> _RECORDS SHOWN_
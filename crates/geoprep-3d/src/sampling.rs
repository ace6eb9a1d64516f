use rand::{rngs::StdRng, Rng, SeedableRng};
use serde::{Deserialize, Serialize};

use crate::pointcloud::PointCloud;

/// Default number of points kept by [`PointCloudSampler`].
pub const DEFAULT_TARGET_POINTS: usize = 100_000;

/// Error types for the sampling module.
#[derive(Debug, thiserror::Error, PartialEq)]
pub enum SamplingError {
    /// The target number of points must be strictly positive.
    #[error("Invalid target number of points: {0}. It must be greater than zero")]
    InvalidTarget(usize),
}

/// Parameters for random point cloud downsampling.
#[derive(Debug, Clone, PartialEq, Serialize, Deserialize)]
#[serde(default)]
pub struct SamplerConfig {
    /// Maximum number of points kept after sampling.
    pub target_points: usize,
    /// Optional fixed seed for reproducible sampling.
    pub seed: Option<u64>,
}

impl Default for SamplerConfig {
    fn default() -> Self {
        Self {
            target_points: DEFAULT_TARGET_POINTS,
            seed: None,
        }
    }
}

/// Reduces a point cloud to a bounded number of points by uniform random selection without
/// replacement.
#[derive(Debug, Clone)]
pub struct PointCloudSampler {
    target_points: usize,
    seed: Option<u64>,
}

impl PointCloudSampler {
    /// Create a sampler keeping at most `target_points` points.
    ///
    /// Fails with [`SamplingError::InvalidTarget`] when `target_points` is zero.
    pub fn new(target_points: usize) -> Result<Self, SamplingError> {
        if target_points == 0 {
            return Err(SamplingError::InvalidTarget(target_points));
        }
        Ok(Self {
            target_points,
            seed: None,
        })
    }

    /// Create a sampler from its configuration.
    pub fn from_config(config: &SamplerConfig) -> Result<Self, SamplingError> {
        let sampler = Self::new(config.target_points)?;
        Ok(match config.seed {
            Some(seed) => sampler.with_seed(seed),
            None => sampler,
        })
    }

    /// Fix the seed of the random source so that repeated calls draw the same sample.
    pub fn with_seed(mut self, seed: u64) -> Self {
        self.seed = Some(seed);
        self
    }

    /// The maximum number of points kept by this sampler.
    #[inline]
    pub fn target_points(&self) -> usize {
        self.target_points
    }

    /// Downsample the point cloud.
    ///
    /// Uses a [`StdRng`] seeded with the configured seed, or the thread-local generator
    /// when no seed was given.
    pub fn sample(&self, pointcloud: &PointCloud) -> PointCloud {
        match self.seed {
            Some(seed) => self.sample_with_rng(pointcloud, &mut StdRng::seed_from_u64(seed)),
            None => self.sample_with_rng(pointcloud, &mut rand::rng()),
        }
    }

    /// Downsample the point cloud drawing indices from the given random source.
    ///
    /// If the point cloud holds at most `target_points` points it is returned unchanged.
    /// Otherwise exactly `target_points` distinct points are selected, kept in their original
    /// relative order, with their colors and normals.
    pub fn sample_with_rng<R: Rng + ?Sized>(
        &self,
        pointcloud: &PointCloud,
        rng: &mut R,
    ) -> PointCloud {
        let num_points = pointcloud.len();
        if num_points <= self.target_points {
            log::info!("Kept {} points", num_points);
            return pointcloud.clone();
        }

        let indices = sample_indices(num_points, self.target_points, rng);
        log::info!("Downsampled from {} to {}", num_points, indices.len());

        pointcloud.select_by_index(&indices)
    }
}

/// Draw `amount` distinct indices uniformly at random from `[0, length)`.
///
/// The indices are returned in ascending order. When `amount >= length` all indices are
/// returned.
pub fn sample_indices<R: Rng + ?Sized>(length: usize, amount: usize, rng: &mut R) -> Vec<usize> {
    if amount >= length {
        return (0..length).collect();
    }
    let mut indices = rand::seq::index::sample(rng, length, amount).into_vec();
    indices.sort_unstable();
    indices
}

> _EXERCISE DETAILS_
Repeat the material exactly, please, so that each line matches its source.

> _TASK RESULT_
filename crates/geoprep-3d/src/sampling.rs
repository ace6eb9a1d64516f
use rand::{rngs::StdRng, Rng, SeedableRng};
use serde::{Deserialize, Serialize};

use crate::pointcloud::PointCloud;

/// Default number of points kept by [`PointCloudSampler`].
pub const DEFAULT_TARGET_POINTS: usize = 100_000;

/// Error types for the sampling module.
#[derive(Debug, thiserror::Error, PartialEq)]
pub enum SamplingError {
    /// The target number of points must be strictly positive.
    #[error("Invalid target number of points: {0}. It must be greater than zero")]
    InvalidTarget(usize),
}

/// Parameters for random point cloud downsampling.
#[derive(Debug, Clone, PartialEq, Serialize, Deserialize)]
#[serde(default)]
pub struct SamplerConfig {
    /// Maximum number of points kept after sampling.
    pub target_points: usize,
    /// Optional fixed seed for reproducible sampling.
    pub seed: Option<u64>,
}

impl Default for SamplerConfig {
    fn default() -> Self {
        Self {
            target_points: DEFAULT_TARGET_POINTS,
            seed: None,
        }
    }
}

/// Reduces a point cloud to a bounded number of points by uniform random selection without
/// replacement.
#[derive(Debug, Clone)]
pub struct PointCloudSampler {
    target_points: usize,
    seed: Option<u64>,
}

impl PointCloudSampler {
    /// Create a sampler keeping at most `target_points` points.
    ///
    /// Fails with [`SamplingError::InvalidTarget`] when `target_points` is zero.
    pub fn new(target_points: usize) -> Result<Self, SamplingError> {
        if target_points == 0 {
            return Err(SamplingError::InvalidTarget(target_points));
        }
        Ok(Self {
            target_points,
            seed: None,
        })
    }

    /// Create a sampler from its configuration.
    pub fn from_config(config: &SamplerConfig) -> Result<Self, SamplingError> {
        let sampler = Self::new(config.target_points)?;
        Ok(match config.seed {
            Some(seed) => sampler.with_seed(seed),
            None => sampler,
        })
    }

    /// Fix the seed of the random source so that repeated calls draw the same sample.
    pub fn with_seed(mut self, seed: u64) -> Self {
        self.seed = Some(seed);
        self
    }

    /// The maximum number of points kept by this sampler.
    #[inline]
    pub fn target_points(&self) -> usize {
        self.target_points
    }

    /// Downsample the point cloud.
    ///
    /// Uses a [`StdRng`] seeded with the configured seed, or the thread-local generator
    /// when no seed was given.
    pub fn sample(&self, pointcloud: &PointCloud) -> PointCloud {
        match self.seed {
            Some(seed) => self.sample_with_rng(pointcloud, &mut StdRng::seed_from_u64(seed)),
            None => self.sample_with_rng(pointcloud, &mut rand::rng()),
        }
    }

    /// Downsample the point cloud drawing indices from the given random source.
    ///
    /// If the point cloud holds at most `target_points` points it is returned unchanged.
    /// Otherwise exactly `target_points` distinct points are selected, kept in their original
    /// relative order, with their colors and normals.
    pub fn sample_with_rng<R: Rng + ?Sized>(
        &self,
        pointcloud: &PointCloud,
        rng: &mut R,
    ) -> PointCloud {
        let num_points = pointcloud.len();
        if num_points <= self.target_points {
            log::info!("Kept {} points", num_points);
            return pointcloud.clone();
        }

        let indices = sample_indices(num_points, self.target_points, rng);
        log::info!("Downsampled from {} to {}", num_points, indices.len());

        pointcloud.select_by_index(&indices)
    }
}

/// Draw `amount` distinct indices uniformly at random from `[0, length)`.
///
/// The indices are returned in ascending order. When `amount >= length` all indices are
/// returned.
pub fn sample_indices<R: Rng + ?Sized>(length: usize, amount: usize, rng: &mut R) -> Vec<usize> {
    if amount >= length {
        return (0..length).collect();
    }
    let mut indices = rand::seq::index::sample(rng, length, amount).into_vec();
    indices.sort_unstable();
    indices
}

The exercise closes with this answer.